• [Your objective]
Filter the entries beneath this task, copying only the lines that hold the word "RuleKind".

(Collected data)

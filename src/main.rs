use std::sync::OnceLock;

use clap::Parser;
use macroquad::prelude::{Conf, get_frame_time, next_frame, screen_height, screen_width};
use rand::SeedableRng;
use rand::rngs::StdRng;

use episim::{
    application::{Cli, Controller, Event, Flow, RuleKind, SimulationConfig, TickClock},
    domain::{ForestFire, Life, Rule, SimError, Timeline},
    input::{self, CommandPrompt},
    rendering::{Palette, WindowRenderer},
};

fn cli() -> &'static Cli {
    static CLI: OnceLock<Cli> = OnceLock::new();
    CLI.get_or_init(Cli::parse)
}

fn window_conf() -> Conf {
    let cli = cli();
    let (window_width, window_height) = SimulationConfig::try_from(cli.clone())
        .ok()
        .and_then(|config| config.window_size())
        .unwrap_or((1000, 800));

    Conf {
        window_title: "episim - forest fire & life".to_owned(),
        window_width,
        window_height,
        window_resizable: false,
        ..Default::default()
    }
}

#[macroquad::main(window_conf)]
async fn main() {
    env_logger::init();

    let config = match SimulationConfig::try_from(cli().clone()) {
        Ok(config) => config,
        Err(err) => {
            log::error!("Invalid configuration: {}", err);
            eprintln!("episim: {}", err);
            return;
        }
    };

    let (rows, cols) = config.dimensions_for(screen_width(), screen_height());
    log::info!("Seed {} | grid {}x{} | {:?}", config.seed, rows, cols, config.rule);
    let rng = StdRng::seed_from_u64(config.seed);

    let result = match config.rule {
        RuleKind::Forest => {
            run(Timeline::create(rows, cols, ForestFire, config.parameters, rng), &config).await
        }
        RuleKind::Life => {
            run(Timeline::create(rows, cols, Life, config.parameters, rng), &config).await
        }
    };

    if let Err(err) = result {
        log::error!("Simulation stopped: {}", err);
        eprintln!("episim: {}", err);
    }
}

/// The control loop: input, pacing, controller, render
async fn run<R>(
    timeline: Result<Timeline<R, StdRng>, SimError>,
    config: &SimulationConfig,
) -> Result<(), SimError>
where
    R: Rule,
    R::Cell: Palette,
{
    let mut controller = Controller::new(timeline?);
    let mut renderer = WindowRenderer::new(config.cell_size, config.fps);
    let mut clock = TickClock::new(config.fps);
    let mut prompt = CommandPrompt::default();

    loop {
        renderer.begin_frame();
        let params = *controller.timeline().current_parameters();
        let mut events = input::poll_events(&mut prompt, &params);
        if clock.advance(get_frame_time(), controller.is_playing()) {
            events.push(Event::Tick);
        }
        renderer.set_overlay(prompt.overlay());

        for event in events {
            if controller.handle(event, &mut renderer)? == Flow::Quit {
                return Ok(());
            }
        }
        if !renderer.drawn() {
            controller.present(&mut renderer);
        }

        next_frame().await;
    }
}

• [Problem solution]
    application::{Cli, Controller, Event, Flow, RuleKind, SimulationConfig, TickClock},
        RuleKind::Forest => {
        RuleKind::Life => {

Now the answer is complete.